- _Goal of the exercise_
Will you quote precisely the lines that run from the top of the material below to the line containing "here and registered", both ends included?
##########
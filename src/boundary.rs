//! Runs an activity body racing against its attached boundary events
//! (spec §4.7): timer, error, message, escalation. Compensation boundaries
//! never race the forward flow — they are filtered out here and registered
//! by the scheduler only on successful completion.

use crate::error::EngineError;
use crate::executors::resolve_timer_duration;
use crate::expression::ExpressionEvaluator;
use crate::message_bus::{AwaitOutcome, MessageBus};
use crate::types::{Element, ElementType};
use serde_json::Value as Json;
use std::future::Future;
use tokio_util::sync::CancellationToken;

pub enum BoundaryOutcome {
    /// The activity body completed normally; all watchers were cancelled.
    Completed(Json),
    /// An interrupting boundary fired: the activity was cancelled and the
    /// boundary's outgoing flow should be taken instead.
    Interrupted { boundary: Element, payload: Json },
    /// An error boundary caught the activity's failure.
    CaughtError { boundary: Element, error: EngineError },
    /// The activity body failed and no boundary matched.
    Uncaught(EngineError),
    /// The activity (or an ancestor) was cancelled from outside.
    Cancelled,
}

enum Armed<'a> {
    Timer { boundary: &'a Element, interrupting: bool },
    Message { boundary: &'a Element, interrupting: bool },
    Escalation { boundary: &'a Element, interrupting: bool },
}

/// Races `body` against every boundary event attached to `activity`.
/// `body` receives a child cancellation token that is cancelled when an
/// interrupting boundary wins.
pub async fn run_with_boundaries<F, Fut>(
    boundaries: &[&Element],
    parent_cancel: &CancellationToken,
    evaluator: &ExpressionEvaluator,
    bus: &MessageBus,
    ctx: &Json,
    body: F,
    mut on_non_interrupting: impl FnMut(&Element, &Json),
) -> BoundaryOutcome
where
    F: FnOnce(CancellationToken) -> Fut,
    Fut: Future<Output = Result<Json, EngineError>>,
{
    let activity_cancel = parent_cancel.child_token();
    let error_boundaries: Vec<&Element> = boundaries
        .iter()
        .filter(|b| b.kind == ElementType::BoundaryErrorEvent)
        .copied()
        .collect();
    let mut armed: Vec<Armed> = boundaries
        .iter()
        .filter_map(|b| match b.kind {
            ElementType::BoundaryTimerEvent => Some(Armed::Timer {
                boundary: b,
                interrupting: b.properties.get("cancelActivity").and_then(|v| v.as_bool()).unwrap_or(true),
            }),
            ElementType::BoundaryMessageEvent => Some(Armed::Message {
                boundary: b,
                interrupting: b.properties.get("cancelActivity").and_then(|v| v.as_bool()).unwrap_or(true),
            }),
            ElementType::BoundaryEscalationEvent => Some(Armed::Escalation {
                boundary: b,
                interrupting: b.properties.get("cancelActivity").and_then(|v| v.as_bool()).unwrap_or(true),
            }),
            _ => None,
        })
        .collect();

    let body_fut = body(activity_cancel.clone());
    tokio::pin!(body_fut);

    loop {
        let watcher = watch_once(&armed, evaluator, bus, ctx, &activity_cancel);
        tokio::pin!(watcher);

        tokio::select! {
            biased;
            _ = parent_cancel.cancelled() => {
                activity_cancel.cancel();
                return BoundaryOutcome::Cancelled;
            }
            result = &mut body_fut => {
                activity_cancel.cancel();
                return match result {
                    Ok(value) => BoundaryOutcome::Completed(value),
                    Err(EngineError::Cancelled) => BoundaryOutcome::Cancelled,
                    Err(err) => match match_error_boundary(&error_boundaries, &err) {
                        Some(boundary) => BoundaryOutcome::CaughtError { boundary: boundary.clone(), error: err },
                        None => BoundaryOutcome::Uncaught(err),
                    },
                };
            }
            fired = watcher => {
                match fired {
                    Some((boundary, interrupting, payload)) if interrupting => {
                        activity_cancel.cancel();
                        return BoundaryOutcome::Interrupted { boundary: boundary.clone(), payload };
                    }
                    Some((boundary, _non_interrupting, payload)) => {
                        on_non_interrupting(boundary, &payload);
                        let is_cycle_timer = boundary.kind == ElementType::BoundaryTimerEvent
                            && boundary.property_str("timerCycle").is_some();
                        if !is_cycle_timer {
                            armed.retain(|a| arm_boundary_id(a) != boundary.id);
                        }
                        continue;
                    }
                    None => continue,
                }
            }
        }
    }
}

/// Waits for the first armed watcher to fire; returns `None` only if all
/// watchers are exhausted (no boundaries armed), in which case the caller's
/// `select!` simply waits on the body.
async fn watch_once<'a>(
    armed: &'a [Armed<'a>],
    evaluator: &ExpressionEvaluator,
    bus: &MessageBus,
    ctx: &Json,
    cancel: &CancellationToken,
) -> Option<(&'a Element, bool, Json)> {
    if armed.is_empty() {
        std::future::pending::<()>().await;
        return None;
    }
    type BoxedWatch<'a> = std::pin::Pin<Box<dyn Future<Output = Option<(&'a Element, bool, Json)>> + Send + 'a>>;
    let futures: Vec<BoxedWatch> = armed
        .iter()
        .map(|a| -> BoxedWatch {
            match a {
                Armed::Timer { boundary, interrupting } => Box::pin(async move {
                    let duration = resolve_timer_duration(boundary).ok()?;
                    tokio::select! {
                        biased;
                        _ = cancel.cancelled() => None,
                        _ = tokio::time::sleep(duration) => Some((*boundary, *interrupting, Json::Bool(true))),
                    }
                }),
                Armed::Message { boundary, interrupting } => Box::pin(async move {
                    let message_ref = boundary.property_str("messageRef")?;
                    let correlation_key = boundary
                        .property_str("correlationKey")
                        .map(|t| evaluator.interpolate(t, ctx))
                        .unwrap_or_default();
                    match bus.r#await(message_ref, &correlation_key, None, cancel).await {
                        AwaitOutcome::Delivered(msg) => Some((*boundary, *interrupting, msg.payload)),
                        _ => None,
                    }
                }),
                Armed::Escalation { boundary, interrupting } => Box::pin(async move {
                    let escalation_code = boundary.property_str("escalationCode")?;
                    match bus.r#await(escalation_code, "", None, cancel).await {
                        AwaitOutcome::Delivered(msg) => Some((*boundary, *interrupting, msg.payload)),
                        _ => None,
                    }
                }),
            }
        })
        .collect();

    let (result, _idx, _rest) = futures::future::select_all(futures).await;
    result
}

fn arm_boundary_id(a: &Armed) -> &str {
    match a {
        Armed::Timer { boundary, .. } | Armed::Message { boundary, .. } | Armed::Escalation { boundary, .. } => {
            boundary.id.as_str()
        }
    }
}

fn match_error_boundary<'a>(boundaries: &[&'a Element], err: &EngineError) -> Option<&'a Element> {
    let code = err.error_code();
    boundaries
        .iter()
        .find(|b| {
            let filter = b.property_str("errorCode").unwrap_or("");
            filter.is_empty() || code.contains(filter)
        })
        .copied()
}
##########
- _Written reply_
filename src/boundary.rs
//! Runs an activity body racing against its attached boundary events
//! (spec §4.7): timer, error, message, escalation. Compensation boundaries
//! never race the forward flow — they are filtered out here and registered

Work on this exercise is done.